Digging Into the Details of the NCAA's New Rules: Four Blunt PointsPaul M. Barrett
The college sports industry feels tremendous pressure to adjust its rules and ideals to the realities of contemporary commerce. In response, the National Collegiate Athletic Association took action on Thursday to give more independence to its 65 richest and most powerful universities—the ones with football and basketball teams that contend for national championships.
Before we get into the fine print, though, let’s savor a juicy bit of data generated by my friends at Bloomberg News: “In current broadcast contracts alone, the NCAA and its five richest leagues—the Atlantic Coast, Big 12, Big 10, Pac-12, and Southeastern conferences—are guaranteed more than $31 billion.”
That’s $31 billion—due over a period of years, sure—but still, a lot of dough. The scramble for bigger shares of that cash pile explains the turmoil within the NCAA. Here are four blunt points about what the lords of college sport were up to at NCAA headquarters in Indianapolis:
1. Placating the schools with the most lucrative sports programs. That was the main motive behind a shift in governance that will allow the five “power conferences” more autonomy to provide additional money and better health coverage to their football and basketball players. NCAA President Mark Emmert praised the changes as helping “better support the young people who come to college to play sports while earning a degree.” Make no mistake, though: The accommodation of the most powerful conferences comes under the explicit threat that, in the absence of greater autonomy, those five sub-groups would walk away from the NCAA, taking their monster television contracts with them.
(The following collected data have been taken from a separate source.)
//! Process-wide server policy and key material.
//!
//! Everything here is loaded once at startup and shared read-only by all
//! connections through an `Arc<ServerContext>`.

use std::path::Path;
use std::sync::Arc;

use num_bigint::BigUint;
use serde::{Deserialize, Serialize};
use tracing::warn;
use zeroize::{Zeroize, ZeroizeOnDrop};

use crate::error::{RdpError, Result};
use crate::network::TlsUpgrade;

// ── Policy enums ─────────────────────────────────────────────────

/// Which security protocol the listener insists on.
#[derive(Debug, Clone, Copy, PartialEq, Eq, Default, Serialize, Deserialize)]
#[serde(rename_all = "snake_case")]
pub enum SecurityLayer {
    /// Standard RDP security (RC4 / FIPS) only.
    Rdp,
    /// TLS only.
    Tls,
    /// CredSSP over TLS.
    Hybrid,
    /// TLS when the client offers it, RDP security otherwise.
    #[default]
    Negotiate,
}

/// Encryption level for standard RDP security.
#[derive(Debug, Clone, Copy, PartialEq, Eq, PartialOrd, Ord, Default, Serialize, Deserialize)]
#[serde(rename_all = "snake_case")]
pub enum CryptLevel {
    None,
    Low,
    #[default]
    ClientCompatible,
    High,
    Fips,
}

/// Which direction may use fastpath framing.
#[derive(Debug, Clone, Copy, PartialEq, Eq, Default, Serialize, Deserialize)]
#[serde(rename_all = "snake_case")]
pub enum FastpathMode {
    None,
    Input,
    Output,
    #[default]
    Both,
}

impl FastpathMode {
    pub fn input(self) -> bool {
        matches!(self, Self::Input | Self::Both)
    }

    pub fn output(self) -> bool {
        matches!(self, Self::Output | Self::Both)
    }
}

/// Bitmap codecs the server advertises in the bitmap codecs capability.
#[derive(Debug, Clone, Copy, PartialEq, Eq, Serialize, Deserialize)]
#[serde(rename_all = "snake_case")]
pub enum AdvertisedCodec {
    NsCodec,
    RemoteFx,
    Jpeg,
}

// ── ServerConfig ─────────────────────────────────────────────────

/// Per-listener protocol policy.
#[derive(Debug, Clone, Serialize, Deserialize)]
#[serde(default)]
pub struct ServerConfig {
    pub security_layer: SecurityLayer,
    pub crypt_level: CryptLevel,
    /// Upper bound for the negotiated colour depth.
    pub max_bpp: u8,
    pub fastpath: FastpathMode,
    /// Static channel names clients may join; `None` allows all.
    pub allowed_channels: Option<Vec<String>>,
    pub allow_multimon: bool,
    /// Reject logons without auto-logon credentials.
    pub require_credentials: bool,
    /// Treat a channel-join count mismatch as fatal instead of a warning.
    pub strict_channel_join: bool,
    /// Offer MPPC bulk compression when the client asks for it.
    pub bulk_compression: bool,
    pub allow_rail: bool,
    pub advertised_codecs: Vec<AdvertisedCodec>,
    /// Largest reassembled static or dynamic channel message.
    pub max_channel_reassembly: usize,
    /// Maximum request size advertised in the multifragment capability.
    pub multifrag_max_request_size: u32,
}

impl Default for ServerConfig {
    fn default() -> Self {
        Self {
            security_layer: SecurityLayer::default(),
            crypt_level: CryptLevel::default(),
            max_bpp: 32,
            fastpath: FastpathMode::default(),
            allowed_channels: None,
            allow_multimon: true,
            require_credentials: false,
            strict_channel_join: false,
            bulk_compression: true,
            allow_rail: false,
            advertised_codecs: vec![AdvertisedCodec::RemoteFx],
            max_channel_reassembly: 4 * 1024 * 1024,
            multifrag_max_request_size: 3 * 1024 * 1024,
        }
    }
}

impl ServerConfig {
    /// Whether a client-requested static channel may be joined.
    pub fn channel_allowed(&self, name: &str) -> bool {
        match &self.allowed_channels {
            None => true,
            Some(list) => list.iter().any(|c| c.eq_ignore_ascii_case(name)),
        }
    }
}

// ── ServerKeys ───────────────────────────────────────────────────

/// RSA key pair and proprietary-certificate signature for standard RDP
/// security. All integers are little-endian, as they travel on the wire.
#[derive(Clone, Serialize, Deserialize, Zeroize, ZeroizeOnDrop)]
pub struct ServerKeys {
    pub modulus: Vec<u8>,
    pub public_exponent: Vec<u8>,
    pub private_exponent: Vec<u8>,
    #[serde(default)]
    pub signature: Vec<u8>,
}

impl std::fmt::Debug for ServerKeys {
    fn fmt(&self, f: &mut std::fmt::Formatter<'_>) -> std::fmt::Result {
        f.debug_struct("ServerKeys")
            .field("modulus_len", &self.modulus.len())
            .finish_non_exhaustive()
    }
}

/// Modulus size of the 512-bit development key.
pub const RSA_KEY_LEN: usize = 64;
/// Modulus sizes a proprietary certificate can carry: 512 and 2048 bit.
pub const RSA_KEY_LENS: [usize; 2] = [64, 256];
/// Size of the certificate signature blob.
pub const RSA_SIGNATURE_LEN: usize = 64;

impl ServerKeys {
    /// Load a key file (TOML with byte arrays).
    pub fn load(path: &Path) -> Result<Self> {
        let text = std::fs::read_to_string(path)?;
        let keys: ServerKeys = toml::from_str(&text)?;
        keys.validate()?;
        Ok(keys)
    }

    /// Check sizes so the certificate builder can rely on them.
    pub fn validate(&self) -> Result<()> {
        let key_len = self.modulus.len();
        if !RSA_KEY_LENS.contains(&key_len) {
            return Err(RdpError::Config(format!(
                "modulus must be 64 or 256 bytes, got {key_len}"
            )));
        }
        if self.private_exponent.is_empty() || self.private_exponent.len() > key_len {
            return Err(RdpError::Config("private exponent has invalid size".into()));
        }
        if self.public_exponent.len() != 4 {
            return Err(RdpError::Config("public exponent must be 4 bytes".into()));
        }
        if !self.signature.is_empty() && self.signature.len() != RSA_SIGNATURE_LEN {
            return Err(RdpError::Config(format!(
                "signature must be {RSA_SIGNATURE_LEN} bytes"
            )));
        }
        Ok(())
    }

    /// Modulus length in bytes; also the size of the encrypted client
    /// random.
    pub fn key_len(&self) -> usize {
        self.modulus.len()
    }

    /// A 512-bit key pair built from two well-known primes.
    ///
    /// Anyone can factor it: use only for development and tests.
    pub fn insecure_development_key() -> Self {
        let one = BigUint::from(1u32);
        let p1 = (BigUint::from(1u32) << 255) - BigUint::from(19u32);
        let p2 = (BigUint::from(1u32) << 256) - (BigUint::from(1u32) << 224)
            + (BigUint::from(1u32) << 192)
            + (BigUint::from(1u32) << 96)
            - &one;
        // gcd(7, phi) == 1 for this pair.
        Self::from_primes(&[p1, p2], 7, RSA_KEY_LEN)
    }

    /// A 2048-bit multi-prime key over the Mersenne primes 2^k - 1 for
    /// k in {31, 89, 127, 521, 1279}. As public as the 512-bit one.
    pub fn insecure_development_key_2048() -> Self {
        let primes: Vec<BigUint> = [31u32, 89, 127, 521, 1279]
            .into_iter()
            .map(|k| (BigUint::from(1u32) << k) - 1u32)
            .collect();
        // 65537 divides 2^m - 1 only when 32 | m, so it is coprime to
        // every p - 1 here.
        Self::from_primes(&primes, 65537, RSA_KEY_LENS[1])
    }

    fn from_primes(primes: &[BigUint], e: u32, key_len: usize) -> Self {
        let one = BigUint::from(1u32);
        let n = primes.iter().fold(BigUint::from(1u32), |acc, p| acc * p);
        let phi = primes.iter().fold(BigUint::from(1u32), |acc, p| acc * (p - &one));
        let d = BigUint::from(e).modinv(&phi).unwrap_or_default();

        let mut modulus = n.to_bytes_le();
        modulus.resize(key_len, 0);
        let mut private_exponent = d.to_bytes_le();
        private_exponent.resize(key_len, 0);

        Self {
            modulus,
            public_exponent: e.to_le_bytes().to_vec(),
            private_exponent,
            signature: vec![0; RSA_SIGNATURE_LEN],
        }
    }

    pub fn signature_or_zero(&self) -> [u8; RSA_SIGNATURE_LEN] {
        let mut out = [0u8; RSA_SIGNATURE_LEN];
        if self.signature.len() == RSA_SIGNATURE_LEN {
            out.copy_from_slice(&self.signature);
        }
        out
    }
}

// ── ServerContext ────────────────────────────────────────────────

/// Immutable state shared by every connection of a listener.
#[derive(Clone)]
pub struct ServerContext {
    pub config: ServerConfig,
    pub keys: Option<ServerKeys>,
    pub tls: Option<Arc<dyn TlsUpgrade>>,
}

impl std::fmt::Debug for ServerContext {
    fn fmt(&self, f: &mut std::fmt::Formatter<'_>) -> std::fmt::Result {
        f.debug_struct("ServerContext")
            .field("config", &self.config)
            .field("keys", &self.keys)
            .field("tls", &self.tls.is_some())
            .finish()
    }
}

impl ServerContext {
    pub fn new(config: ServerConfig) -> Self {
        Self {
            config,
            keys: None,
            tls: None,
        }
    }

    pub fn with_keys(mut self, keys: ServerKeys) -> Self {
        self.keys = Some(keys);
        self
    }

    pub fn with_tls(mut self, tls: Arc<dyn TlsUpgrade>) -> Self {
        self.tls = Some(tls);
        self
    }

    /// Whether standard RDP security can be offered at all.
    pub fn rdp_security_available(&self) -> bool {
        if self.keys.is_none() && self.config.crypt_level != CryptLevel::None {
            warn!("standard RDP security requested but no server keys are loaded");
            return false;
        }
        true
    }

    pub fn into_shared(self) -> Arc<Self> {
        Arc::new(self)
    }
}

// ── Tests ────────────────────────────────────────────────────────
fn write_update_pdu(
    out: &mut Outbound<'_>,
    code: UpdateCode,
    fragmentation: Fragmentation,
    compression_flags: Option<u8>,
    data: &[u8],
) -> Result<WireBuffer> {
    let mut s = WireBuffer::with_capacity(data.len() + 24);
    let sec_flags = if out.sec.fastpath_encrypted() {
        FASTPATH_OUTPUT_ENCRYPTED
    } else {
        0
    };
    s.write_u8(FASTPATH_ACTION | (sec_flags << 6));
    s.write_u16_be(0);
    let header_at = s.pos();
    s.write_zeros(out.sec.fastpath_header_len());

    let compression = if compression_flags.is_some() {
        FASTPATH_OUTPUT_COMPRESSION_USED
    } else {
        0
    };
    s.write_u8(code as u8 | ((fragmentation as u8) << 4) | (compression << 6));
    if let Some(flags) = compression_flags {
        s.write_u8(flags);
    }
    let size = u16::try_from(data.len()).map_err(|_| RdpError::invalid("fastpath update size", data.len() as u64))?;
    s.write_u16_le(size);
    s.write_bytes(data);
    s.mark_end();

    out.sec.fastpath_encrypt(&mut s, header_at)?;

    let len = s.end();
    if len > FASTPATH_MAX_PDU_LEN {
        return Err(RdpError::invalid("fastpath pdu length", len as u64));
    }
    s.seek(1)?;
    s.write_u16_be(0x8000 | len as u16);
    s.seek(len)?;
    Ok(s)
}
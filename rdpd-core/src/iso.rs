//! TPKT / X.224 framing and security protocol negotiation.
//!
//! ## Wire format
//!
//! ```text
//! TPKT:   version=3 (1) | reserved (1) | length u16be (2)
//! X.224:  LI (1) | code (1) | ...
//!         CR/CC: dst-ref u16 | src-ref u16 | class u8 | [cookie] [RDP_NEG_*]
//!         DT:    EOT (1)                                  (LI = 2)
//! ```

use bitflags::bitflags;
use tracing::{debug, info, warn};

use crate::config::{SecurityLayer, ServerContext};
use crate::error::{RdpError, Result};
use crate::stream::{Layer, WireBuffer};

// ── Constants ────────────────────────────────────────────────────

pub const TPKT_VERSION: u8 = 3;
pub const TPKT_HEADER_SIZE: usize = 4;
/// TPKT plus the 3-byte X.224 data header.
pub const ISO_DATA_HEADER_SIZE: usize = 7;

const X224_CR: u8 = 0xE0;
const X224_CC: u8 = 0xD0;
const X224_DR: u8 = 0x80;
const X224_DT: u8 = 0xF0;
const X224_EOT: u8 = 0x80;

const RDP_NEG_REQ: u8 = 0x01;
const RDP_NEG_RSP: u8 = 0x02;
const RDP_NEG_FAILURE: u8 = 0x03;
const RDP_CORRELATION_INFO: u8 = 0x06;
const RDP_NEG_LENGTH: u16 = 8;
const RDP_CORRELATION_INFO_LENGTH: usize = 36;
const CORRELATION_INFO_PRESENT: u8 = 0x08;

/// Upper bound for the routing token / cookie line.
const MAX_COOKIE_LEN: usize = 1024;

bitflags! {
    /// `requestedProtocols` / `selectedProtocol` bits.
    #[derive(Debug, Clone, Copy, PartialEq, Eq, Default)]
    pub struct Protocols: u32 {
        const SSL = 0x0000_0001;
        const HYBRID = 0x0000_0002;
        const RDSTLS = 0x0000_0004;
        const HYBRID_EX = 0x0000_0008;
    }
}

impl Protocols {
    /// `PROTOCOL_RDP` is the absence of every bit.
    pub const RDP: Protocols = Protocols::empty();

    /// Whether the selected protocol runs over a TLS-wrapped transport.
    pub fn uses_tls(self) -> bool {
        self.intersects(Protocols::SSL | Protocols::HYBRID | Protocols::HYBRID_EX)
    }
}

bitflags! {
    /// `RDP_NEG_RSP` flags.
    #[derive(Debug, Clone, Copy, PartialEq, Eq, Default)]
    pub struct NegotiationFlags: u8 {
        const EXTENDED_CLIENT_DATA_SUPPORTED = 0x01;
        const DYNVC_GFX_PROTOCOL_SUPPORTED = 0x02;
        const RESTRICTED_ADMIN_MODE_SUPPORTED = 0x08;
        const REDIRECTED_AUTHENTICATION_MODE_SUPPORTED = 0x10;
    }
}

/// `RDP_NEG_FAILURE` codes (MS-RDPBCGR 2.2.1.2.2).
#[derive(Debug, Clone, Copy, PartialEq, Eq)]
#[repr(u32)]
pub enum FailureCode {
    SslRequiredByServer = 0x01,
    SslNotAllowedByServer = 0x02,
    SslCertNotOnServer = 0x03,
    InconsistentFlags = 0x04,
    HybridRequiredByServer = 0x05,
    SslWithUserAuthRequiredByServer = 0x06,
}

impl std::fmt::Display for FailureCode {
    fn fmt(&self, f: &mut std::fmt::Formatter<'_>) -> std::fmt::Result {
        let name = match self {
            Self::SslRequiredByServer => "SSL_REQUIRED_BY_SERVER",
            Self::SslNotAllowedByServer => "SSL_NOT_ALLOWED_BY_SERVER",
            Self::SslCertNotOnServer => "SSL_CERT_NOT_ON_SERVER",
            Self::InconsistentFlags => "INCONSISTENT_FLAGS",
            Self::HybridRequiredByServer => "HYBRID_REQUIRED_BY_SERVER",
            Self::SslWithUserAuthRequiredByServer => "SSL_WITH_USER_AUTH_REQUIRED_BY_SERVER",
        };
        f.write_str(name)
    }
}

// ── TPKT ─────────────────────────────────────────────────────────

/// Read a TPKT header and narrow `s` to the declared packet length.
pub fn read_tpkt(s: &mut WireBuffer) -> Result<usize> {
    s.need(TPKT_HEADER_SIZE, "tpkt header")?;
    let version = s.read_u8()?;
    if version != TPKT_VERSION {
        return Err(RdpError::invalid("tpkt version", version));
    }
    s.skip(1, "tpkt reserved")?;
    let len = s.read_u16_be()? as usize;
    if len < TPKT_HEADER_SIZE + 3 {
        return Err(RdpError::invalid("tpkt length", len as u64));
    }
    let body = len - TPKT_HEADER_SIZE;
    s.limit(body, "tpkt payload")?;
    Ok(len)
}

fn write_tpkt(s: &mut WireBuffer, len: usize) -> Result<()> {
    let len = u16::try_from(len).map_err(|_| RdpError::invalid("tpkt length", len as u64))?;
    s.write_u8(TPKT_VERSION);
    s.write_u8(0);
    s.write_u16_be(len);
    Ok(())
}

// ── State ────────────────────────────────────────────────────────

/// Connection-negotiation progress.
///
/// ```text
///  Idle ──► ExpectConnectionRequest ──► NegotiatingProtocol
///                                              │
///           Established ◄── ConnectionConfirmSent
/// ```
#[derive(Debug, Clone, Copy, PartialEq, Eq, Default)]
pub enum IsoState {
    #[default]
    Idle,
    ExpectConnectionRequest,
    NegotiatingProtocol,
    ConnectionConfirmSent,
    Established,
}

/// Parsed X.224 Connection Request.
#[derive(Debug, Clone, Default, PartialEq, Eq)]
pub struct ConnectionRequest {
    /// Routing token or `Cookie: mstshash=` line, without CRLF.
    pub cookie: Option<String>,
    /// `None` when the client sent no `RDP_NEG_REQ` (pre-RDP 5.2 clients).
    pub requested: Option<Protocols>,
    pub neg_flags: u8,
}

/// Result of protocol selection.
#[derive(Debug, Clone, Copy, PartialEq, Eq)]
pub enum Negotiation {
    Selected(Protocols),
    Failed(FailureCode),
}

// ── IsoLayer ─────────────────────────────────────────────────────

#[derive(Debug, Default)]
pub struct IsoLayer {
    state: IsoState,
    pub requested: Protocols,
    pub selected: Protocols,
    neg_req_present: bool,
    pub cookie: Option<String>,
}

impl IsoLayer {
    pub fn new() -> Self {
        Self {
            state: IsoState::ExpectConnectionRequest,
            ..Self::default()
        }
    }

    pub fn state(&self) -> IsoState {
        self.state
    }

    /// Parse a Connection Request TPDU (TPKT included).
    pub fn recv_connection_request(&mut self, s: &mut WireBuffer) -> Result<ConnectionRequest> {
        if self.state != IsoState::ExpectConnectionRequest {
            return Err(RdpError::UnexpectedPdu {
                pdu: "X.224 connection request",
                state: "iso",
            });
        }
        read_tpkt(s)?;
        let req = parse_connection_request(s)?;
        self.requested = req.requested.unwrap_or_default();
        self.neg_req_present = req.requested.is_some();
        self.cookie = req.cookie.clone();
        self.state = IsoState::NegotiatingProtocol;
        debug!(requested = ?req.requested, cookie = ?req.cookie, "X.224 connection request");
        Ok(req)
    }

    /// Pick a protocol and build the Connection Confirm.
    ///
    /// A failure is returned as `Ok(Negotiation::Failed)` together with
    /// the `RDP_NEG_FAILURE` to send when the client negotiated; clients
    /// that sent no `RDP_NEG_REQ` cannot receive one, so that case is an
    /// error.
    pub fn negotiate(&mut self, ctx: &ServerContext) -> Result<(Negotiation, WireBuffer)> {
        if self.state != IsoState::NegotiatingProtocol {
            return Err(RdpError::UnexpectedPdu {
                pdu: "negotiation",
                state: "iso",
            });
        }
        let outcome = select_protocol(
            self.requested,
            ctx.config.security_layer,
            ctx.tls.is_some(),
            ctx.rdp_security_available(),
        );
        match outcome {
            Negotiation::Selected(protocol) => {
                self.selected = protocol;
                info!(?protocol, "security protocol selected");
            }
            Negotiation::Failed(code) => {
                warn!(%code, requested = ?self.requested, "protocol negotiation failed");
                if !self.neg_req_present {
                    return Err(RdpError::NegotiationMismatch(
                        "server requires enhanced security but client cannot negotiate",
                    ));
                }
            }
        }
        let pdu = self.write_connection_confirm(outcome)?;
        self.state = IsoState::ConnectionConfirmSent;
        Ok((outcome, pdu))
    }

    fn write_connection_confirm(&self, outcome: Negotiation) -> Result<WireBuffer> {
        let mut s = WireBuffer::with_capacity(19);
        let neg_len = if self.neg_req_present { 8 } else { 0 };
        write_tpkt(&mut s, TPKT_HEADER_SIZE + 7 + neg_len)?;
        s.write_u8((6 + neg_len) as u8);
        s.write_u8(X224_CC);
        s.write_u16_be(0);
        s.write_u16_be(0x1234);
        s.write_u8(0);
        if self.neg_req_present {
            match outcome {
                Negotiation::Selected(protocol) => {
                    s.write_u8(RDP_NEG_RSP);
                    s.write_u8(NegotiationFlags::EXTENDED_CLIENT_DATA_SUPPORTED.bits());
                    s.write_u16_le(RDP_NEG_LENGTH);
                    s.write_u32_le(protocol.bits());
                }
                Negotiation::Failed(code) => {
                    s.write_u8(RDP_NEG_FAILURE);
                    s.write_u8(0);
                    s.write_u16_le(RDP_NEG_LENGTH);
                    s.write_u32_le(code as u32);
                }
            }
        }
        s.mark_end();
        Ok(s)
    }

    /// Called once the transport carries MCS traffic.
    pub fn establish(&mut self) -> Result<()> {
        match self.state {
            IsoState::ConnectionConfirmSent => {
                self.state = IsoState::Established;
                Ok(())
            }
            _ => Err(RdpError::ProtocolViolation(
                "cannot establish: connection confirm not sent",
            )),
        }
    }

    // ── Data TPDUs ───────────────────────────────────────────────

    /// Strip TPKT and the X.224 DT header, leaving `s` at the MCS PDU.
    ///
    /// An X.224 Disconnect Request ends the session.
    pub fn recv(&mut self, s: &mut WireBuffer) -> Result<()> {
        read_tpkt(s)?;
        s.need(2, "x224 header")?;
        let li = s.read_u8()?;
        let code = s.read_u8()?;
        if code & 0xF0 == X224_DR {
            info!("X.224 disconnect request");
            return Err(RdpError::Disconnected);
        }
        if code != X224_DT || li != 2 {
            return Err(RdpError::ProtocolViolation("expected X.224 data TPDU"));
        }
        s.skip(1, "x224 eot")?;
        Ok(())
    }

    /// Reserve TPKT + DT header space at the front of an outbound buffer.
    pub fn init(s: &mut WireBuffer) {
        s.push_layer(Layer::Iso, ISO_DATA_HEADER_SIZE);
    }

    /// Fill in TPKT + DT once the payload is complete.
    pub fn send(s: &mut WireBuffer) -> Result<()> {
        s.pop_layer(Layer::Iso)?;
        let len = s.end() - s.pos();
        write_tpkt(s, len)?;
        s.write_u8(2);
        s.write_u8(X224_DT);
        s.write_u8(X224_EOT);
        s.seek(s.end())?;
        Ok(())
    }
}

// ── Parsing ──────────────────────────────────────────────────────

fn parse_connection_request(s: &mut WireBuffer) -> Result<ConnectionRequest> {
    s.need(7, "x224 connection request")?;
    let li = s.read_u8()? as usize;
    let code = s.read_u8()?;
    if code & 0xF0 != X224_CR {
        return Err(RdpError::invalid("x224 code", code));
    }
    if li + 1 != s.remaining() + 2 {
        return Err(RdpError::invalid("x224 length indicator", li as u64));
    }
    s.skip(5, "x224 refs and class")?;

    let mut req = ConnectionRequest::default();
    while s.remaining() > 0 {
        match s.peek_u8()? {
            RDP_NEG_REQ => {
                s.need(8, "rdp_neg_req")?;
                s.skip(1, "rdp_neg_req type")?;
                let flags = s.read_u8()?;
                let len = s.read_u16_le()?;
                if len != RDP_NEG_LENGTH {
                    return Err(RdpError::invalid("rdp_neg_req length", len));
                }
                let requested = s.read_u32_le()?;
                req.requested = Some(Protocols::from_bits_truncate(requested));
                req.neg_flags = flags;
                if flags & CORRELATION_INFO_PRESENT != 0 && s.remaining() > 0 {
                    skip_correlation_info(s)?;
                }
            }
            RDP_CORRELATION_INFO => skip_correlation_info(s)?,
            _ => {
                if req.cookie.is_some() || req.requested.is_some() {
                    return Err(RdpError::ProtocolViolation(
                        "unexpected data in x224 connection request",
                    ));
                }
                req.cookie = Some(read_cookie(s)?);
            }
        }
    }
    Ok(req)
}

fn skip_correlation_info(s: &mut WireBuffer) -> Result<()> {
    s.need(4, "correlation info")?;
    s.skip(2, "correlation info type")?;
    let len = s.read_u16_le()? as usize;
    if len != RDP_CORRELATION_INFO_LENGTH {
        return Err(RdpError::invalid("correlation info length", len as u64));
    }
    s.skip(len - 4, "correlation info")
}

/// Accumulate the cookie byte by byte until CRLF.
fn read_cookie(s: &mut WireBuffer) -> Result<String> {
    let mut line = Vec::new();
    loop {
        let b = s.read_u8()?;
        if b == b'\r' && s.peek_u8()? == b'\n' {
            s.skip(1, "cookie terminator")?;
            break;
        }
        line.push(b);
        if line.len() > MAX_COOKIE_LEN {
            return Err(RdpError::ProtocolViolation("routing cookie too long"));
        }
    }
    Ok(String::from_utf8_lossy(&line).into_owned())
}

/// Protocol selection against the server's configured security layer.
pub fn select_protocol(
    requested: Protocols,
    layer: SecurityLayer,
    tls_available: bool,
    rdp_available: bool,
) -> Negotiation {
    use Negotiation::{Failed, Selected};

    let wants_ssl = requested.contains(Protocols::SSL);
    let wants_hybrid = requested.intersects(Protocols::HYBRID | Protocols::HYBRID_EX);

    match layer {
        SecurityLayer::Rdp => {
            if requested == Protocols::RDSTLS {
                Failed(FailureCode::SslNotAllowedByServer)
            } else if !rdp_available {
                Failed(FailureCode::InconsistentFlags)
            } else {
                Selected(Protocols::RDP)
            }
        }
        SecurityLayer::Tls => {
            if !wants_ssl {
                Failed(FailureCode::SslRequiredByServer)
            } else if !tls_available {
                Failed(FailureCode::SslCertNotOnServer)
            } else {
                Selected(Protocols::SSL)
            }
        }
        SecurityLayer::Hybrid => {
            if !wants_hybrid {
                Failed(FailureCode::HybridRequiredByServer)
            } else if !tls_available {
                Failed(FailureCode::InconsistentFlags)
            } else {
                Selected(Protocols::HYBRID)
            }
        }
        SecurityLayer::Negotiate => {
            if wants_ssl && tls_available {
                Selected(Protocols::SSL)
            } else if rdp_available {
                Selected(Protocols::RDP)
            } else if wants_ssl {
                Failed(FailureCode::SslCertNotOnServer)
            } else {
                Failed(FailureCode::InconsistentFlags)
            }
        }
    }
}

// ── Tests ────────────────────────────────────────────────────────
2. Trying to buy room to maneuver in response to athlete lawsuits. A second reason the NCAA is scrambling like a quarterback facing a fierce pass rush is that the association has to deal with a wave of suits seeking better treatment—including more money—for the athletes whose skills move the whole college sports industry. Whether the improved benefits the power conferences say they’re going to adopt will satisfy the lawyers pushing those suits is far from obvious. I predict that the answer will be a loud “no,” punctuated by a Bronx cheer. “The NCAA is talking about a couple thousand dollars more for players,” Ramogi Huma, founder and president of the College Athletes Players Association, told me before the NCAA vote in Indianapolis. “That’s not going to cut it. The suits are going to move ahead, and much bigger change is coming.” Huma is advising the legal team behind the most aggressive of the antitrust actions pending against the NCAA, and his group is leading a separate campaign to unionize college football players.
3. Wait. Is “amateurism” dead? Are college players going to get paid? Let’s answer the second question first. At most, the NCAA’s fiddling yesterday means that the biggest sports schools may augment existing scholarships with additional stipends to cover the full cost of attending college. As Huma noted, the amounts in question will probably range from $1,000 to $4,000 per athlete, per school year—depending on the university. The NCAA’s Emmert has made it clear that the association will not countenance a competitive market for athletic talent. Emmert argues that turning the NCAA’s football and basketball operations into semi-professional leagues would drive away fans and cause many universities to drop Division I sports. In contrast, the suits against the NCAA demand that college sports move in the direction of the free agency practiced in the National Football League and National Basketball Association. This fight isn’t over yet.
As for “amateurism,” it’s a malleable concept that the NCAA defines for itself. If you think a nationally televised game pitting Louisiana State against Alabama, with all the corporate dollars sloshing around, looks like amateur sports—well, so does the NCAA.
4. What’s next? Much additional NCAA internal procedural jockeying and possibly a push to override the autonomy initiative engineered by universities with lesser sports programs. Those second-class citizens don’t want to see the existing caste system made even more extreme.
Remember that $31 billion. That’ll keep the pot boiling.